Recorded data
——

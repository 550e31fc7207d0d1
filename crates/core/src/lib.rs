pub mod artwork;
pub mod config;
pub mod extractor;
pub mod metrics;
pub mod pipeline;
pub mod platform;
pub mod process;
pub mod registry;
pub mod testing;
pub mod transcoder;

pub use artwork::{ArtworkFetcher, ArtworkResolver, HttpArtworkFetcher};
pub use config::{load_config, load_config_from_str, validate_config, Config, ConfigError};
pub use extractor::{Extractor, ExtractorError, MediaInfo, YtDlpExtractor};
pub use pipeline::{
    CustomArtwork, DownloadRequest, JobOutcome, PipelineCoordinator, PipelineError,
    ProgressEvent, ProgressStage,
};
pub use registry::{DownloadRegistry, JobSnapshot};
pub use transcoder::{
    CoverAspect, FfmpegTranscoder, TargetFormat, TrackTags, TranscodeError, Transcoder, TrimWindow,
};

——

TASK INSTRUCTIONS ::
For each line in the data, set it down again exactly.

SOLUTION ::
repository 550e31fc7207d0d1
filename crates/core/src/lib.rs
pub mod artwork;
pub mod config;
pub mod extractor;
pub mod metrics;
pub mod pipeline;
pub mod platform;
pub mod process;
pub mod registry;
pub mod testing;
pub mod transcoder;

pub use artwork::{ArtworkFetcher, ArtworkResolver, HttpArtworkFetcher};
pub use config::{load_config, load_config_from_str, validate_config, Config, ConfigError};
pub use extractor::{Extractor, ExtractorError, MediaInfo, YtDlpExtractor};
pub use pipeline::{
    CustomArtwork, DownloadRequest, JobOutcome, PipelineCoordinator, PipelineError,
    ProgressEvent, ProgressStage,
};
pub use registry::{DownloadRegistry, JobSnapshot};
pub use transcoder::{
    CoverAspect, FfmpegTranscoder, TargetFormat, TrackTags, TranscodeError, Transcoder, TrimWindow,
};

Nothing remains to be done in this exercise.